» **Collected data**
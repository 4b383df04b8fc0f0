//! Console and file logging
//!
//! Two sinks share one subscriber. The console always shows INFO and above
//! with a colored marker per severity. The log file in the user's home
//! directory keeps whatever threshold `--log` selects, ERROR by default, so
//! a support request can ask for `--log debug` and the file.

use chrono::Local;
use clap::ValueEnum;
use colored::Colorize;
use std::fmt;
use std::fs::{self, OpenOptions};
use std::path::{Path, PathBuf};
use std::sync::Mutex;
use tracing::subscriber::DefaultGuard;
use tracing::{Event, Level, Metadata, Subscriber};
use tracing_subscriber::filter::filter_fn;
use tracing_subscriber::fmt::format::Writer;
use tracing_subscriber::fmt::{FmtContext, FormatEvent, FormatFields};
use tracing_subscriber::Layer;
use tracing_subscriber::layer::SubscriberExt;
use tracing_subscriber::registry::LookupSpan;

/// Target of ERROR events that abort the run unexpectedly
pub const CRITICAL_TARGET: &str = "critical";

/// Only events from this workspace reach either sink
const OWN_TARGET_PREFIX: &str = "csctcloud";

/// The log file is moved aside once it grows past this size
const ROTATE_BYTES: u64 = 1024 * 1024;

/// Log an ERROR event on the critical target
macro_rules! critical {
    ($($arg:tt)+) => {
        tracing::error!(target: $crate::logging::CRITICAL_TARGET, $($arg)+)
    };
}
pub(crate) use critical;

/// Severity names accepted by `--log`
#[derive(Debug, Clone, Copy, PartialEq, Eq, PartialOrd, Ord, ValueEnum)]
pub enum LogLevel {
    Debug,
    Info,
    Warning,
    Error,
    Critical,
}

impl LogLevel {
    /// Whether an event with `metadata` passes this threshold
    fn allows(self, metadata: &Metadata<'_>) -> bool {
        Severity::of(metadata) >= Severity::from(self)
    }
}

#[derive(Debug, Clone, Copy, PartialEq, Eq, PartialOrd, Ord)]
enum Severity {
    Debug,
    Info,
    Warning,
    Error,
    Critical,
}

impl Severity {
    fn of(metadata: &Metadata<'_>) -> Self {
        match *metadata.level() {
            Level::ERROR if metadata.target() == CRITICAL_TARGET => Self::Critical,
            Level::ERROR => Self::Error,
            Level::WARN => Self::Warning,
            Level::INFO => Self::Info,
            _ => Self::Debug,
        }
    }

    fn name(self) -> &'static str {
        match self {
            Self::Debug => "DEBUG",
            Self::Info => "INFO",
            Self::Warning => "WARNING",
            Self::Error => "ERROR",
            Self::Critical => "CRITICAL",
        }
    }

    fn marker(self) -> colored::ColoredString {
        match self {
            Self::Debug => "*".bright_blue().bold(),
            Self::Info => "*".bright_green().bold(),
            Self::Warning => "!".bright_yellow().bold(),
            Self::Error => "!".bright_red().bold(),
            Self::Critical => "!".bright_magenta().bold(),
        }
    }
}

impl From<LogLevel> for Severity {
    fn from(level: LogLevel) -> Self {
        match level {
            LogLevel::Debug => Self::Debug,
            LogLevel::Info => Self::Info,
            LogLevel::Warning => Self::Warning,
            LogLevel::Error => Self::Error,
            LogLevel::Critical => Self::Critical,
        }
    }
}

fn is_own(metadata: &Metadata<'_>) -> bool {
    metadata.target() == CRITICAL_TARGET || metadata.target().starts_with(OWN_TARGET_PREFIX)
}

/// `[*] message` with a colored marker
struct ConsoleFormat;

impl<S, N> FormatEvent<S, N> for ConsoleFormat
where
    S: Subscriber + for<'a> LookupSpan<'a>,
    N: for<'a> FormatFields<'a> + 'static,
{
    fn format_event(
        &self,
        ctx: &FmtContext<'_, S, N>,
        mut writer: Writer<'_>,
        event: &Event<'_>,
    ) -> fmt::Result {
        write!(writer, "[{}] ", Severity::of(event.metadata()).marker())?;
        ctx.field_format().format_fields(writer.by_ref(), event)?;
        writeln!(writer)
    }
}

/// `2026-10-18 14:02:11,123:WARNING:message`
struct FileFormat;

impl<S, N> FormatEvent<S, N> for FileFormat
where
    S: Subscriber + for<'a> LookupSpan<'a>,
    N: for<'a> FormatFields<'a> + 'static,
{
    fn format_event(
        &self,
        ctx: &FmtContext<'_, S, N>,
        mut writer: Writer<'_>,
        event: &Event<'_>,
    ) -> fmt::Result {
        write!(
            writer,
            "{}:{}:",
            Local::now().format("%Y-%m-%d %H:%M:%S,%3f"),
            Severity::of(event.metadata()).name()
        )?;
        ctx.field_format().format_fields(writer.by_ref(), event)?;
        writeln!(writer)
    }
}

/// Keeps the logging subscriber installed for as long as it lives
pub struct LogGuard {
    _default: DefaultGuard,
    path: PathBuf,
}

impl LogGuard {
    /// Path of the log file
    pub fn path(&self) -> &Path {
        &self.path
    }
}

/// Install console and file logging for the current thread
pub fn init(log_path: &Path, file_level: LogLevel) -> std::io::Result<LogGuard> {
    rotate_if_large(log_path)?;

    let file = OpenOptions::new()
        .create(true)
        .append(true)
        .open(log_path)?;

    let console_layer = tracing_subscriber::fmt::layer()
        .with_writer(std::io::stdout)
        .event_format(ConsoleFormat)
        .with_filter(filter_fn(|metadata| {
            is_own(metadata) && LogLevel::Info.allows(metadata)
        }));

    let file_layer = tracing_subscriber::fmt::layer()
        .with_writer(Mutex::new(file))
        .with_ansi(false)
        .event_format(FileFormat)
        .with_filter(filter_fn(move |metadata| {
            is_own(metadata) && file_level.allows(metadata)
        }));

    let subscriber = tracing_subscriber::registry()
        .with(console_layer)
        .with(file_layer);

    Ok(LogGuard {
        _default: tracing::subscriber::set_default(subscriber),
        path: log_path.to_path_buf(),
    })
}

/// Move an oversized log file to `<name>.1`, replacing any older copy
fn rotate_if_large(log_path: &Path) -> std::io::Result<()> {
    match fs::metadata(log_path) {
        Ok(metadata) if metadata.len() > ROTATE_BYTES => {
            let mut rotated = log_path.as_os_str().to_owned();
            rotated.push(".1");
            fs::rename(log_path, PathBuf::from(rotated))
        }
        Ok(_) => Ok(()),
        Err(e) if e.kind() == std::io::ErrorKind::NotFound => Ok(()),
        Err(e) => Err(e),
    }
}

--

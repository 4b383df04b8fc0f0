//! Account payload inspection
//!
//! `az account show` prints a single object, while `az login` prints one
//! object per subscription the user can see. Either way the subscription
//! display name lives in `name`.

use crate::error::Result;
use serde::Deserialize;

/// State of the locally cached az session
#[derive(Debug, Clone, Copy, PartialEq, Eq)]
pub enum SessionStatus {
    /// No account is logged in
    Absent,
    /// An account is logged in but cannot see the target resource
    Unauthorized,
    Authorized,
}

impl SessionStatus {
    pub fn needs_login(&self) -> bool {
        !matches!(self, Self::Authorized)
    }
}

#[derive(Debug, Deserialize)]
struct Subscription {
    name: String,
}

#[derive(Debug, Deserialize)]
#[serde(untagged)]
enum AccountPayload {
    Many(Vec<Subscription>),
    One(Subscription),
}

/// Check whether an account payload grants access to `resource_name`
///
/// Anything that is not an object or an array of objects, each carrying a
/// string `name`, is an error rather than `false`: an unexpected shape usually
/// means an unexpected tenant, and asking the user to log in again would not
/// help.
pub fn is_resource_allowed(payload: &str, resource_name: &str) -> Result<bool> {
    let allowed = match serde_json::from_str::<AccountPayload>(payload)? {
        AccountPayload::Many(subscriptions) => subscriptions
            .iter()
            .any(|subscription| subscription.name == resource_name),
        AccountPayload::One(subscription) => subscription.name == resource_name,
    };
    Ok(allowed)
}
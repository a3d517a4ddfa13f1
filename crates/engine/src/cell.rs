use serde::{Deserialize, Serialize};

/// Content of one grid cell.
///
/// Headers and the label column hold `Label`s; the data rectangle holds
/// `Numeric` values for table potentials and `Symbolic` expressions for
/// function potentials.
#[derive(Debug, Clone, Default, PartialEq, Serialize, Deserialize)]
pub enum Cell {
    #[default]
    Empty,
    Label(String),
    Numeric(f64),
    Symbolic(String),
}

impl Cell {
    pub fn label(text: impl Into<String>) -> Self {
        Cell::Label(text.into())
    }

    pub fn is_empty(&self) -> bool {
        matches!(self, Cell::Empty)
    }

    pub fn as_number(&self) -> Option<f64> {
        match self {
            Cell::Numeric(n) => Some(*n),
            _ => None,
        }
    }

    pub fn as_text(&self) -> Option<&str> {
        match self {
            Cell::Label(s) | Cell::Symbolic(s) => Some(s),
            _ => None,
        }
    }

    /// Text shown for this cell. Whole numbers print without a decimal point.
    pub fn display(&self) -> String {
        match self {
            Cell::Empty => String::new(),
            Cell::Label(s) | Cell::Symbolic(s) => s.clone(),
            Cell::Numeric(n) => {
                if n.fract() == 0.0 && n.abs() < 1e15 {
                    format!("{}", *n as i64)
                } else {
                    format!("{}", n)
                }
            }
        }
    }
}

» **AIM OF THE TASK**
Using the entries above, return each line in which the word "PartialEq" occurs.

» **WRITTEN SOLUTION**
#[derive(Debug, Clone, Copy, PartialEq, Eq, PartialOrd, Ord, ValueEnum)]
#[derive(Debug, Clone, Copy, PartialEq, Eq, PartialOrd, Ord)]
#[derive(Debug, Clone, Copy, PartialEq, Eq)]
#[derive(Debug, Clone, Default, PartialEq, Serialize, Deserialize)]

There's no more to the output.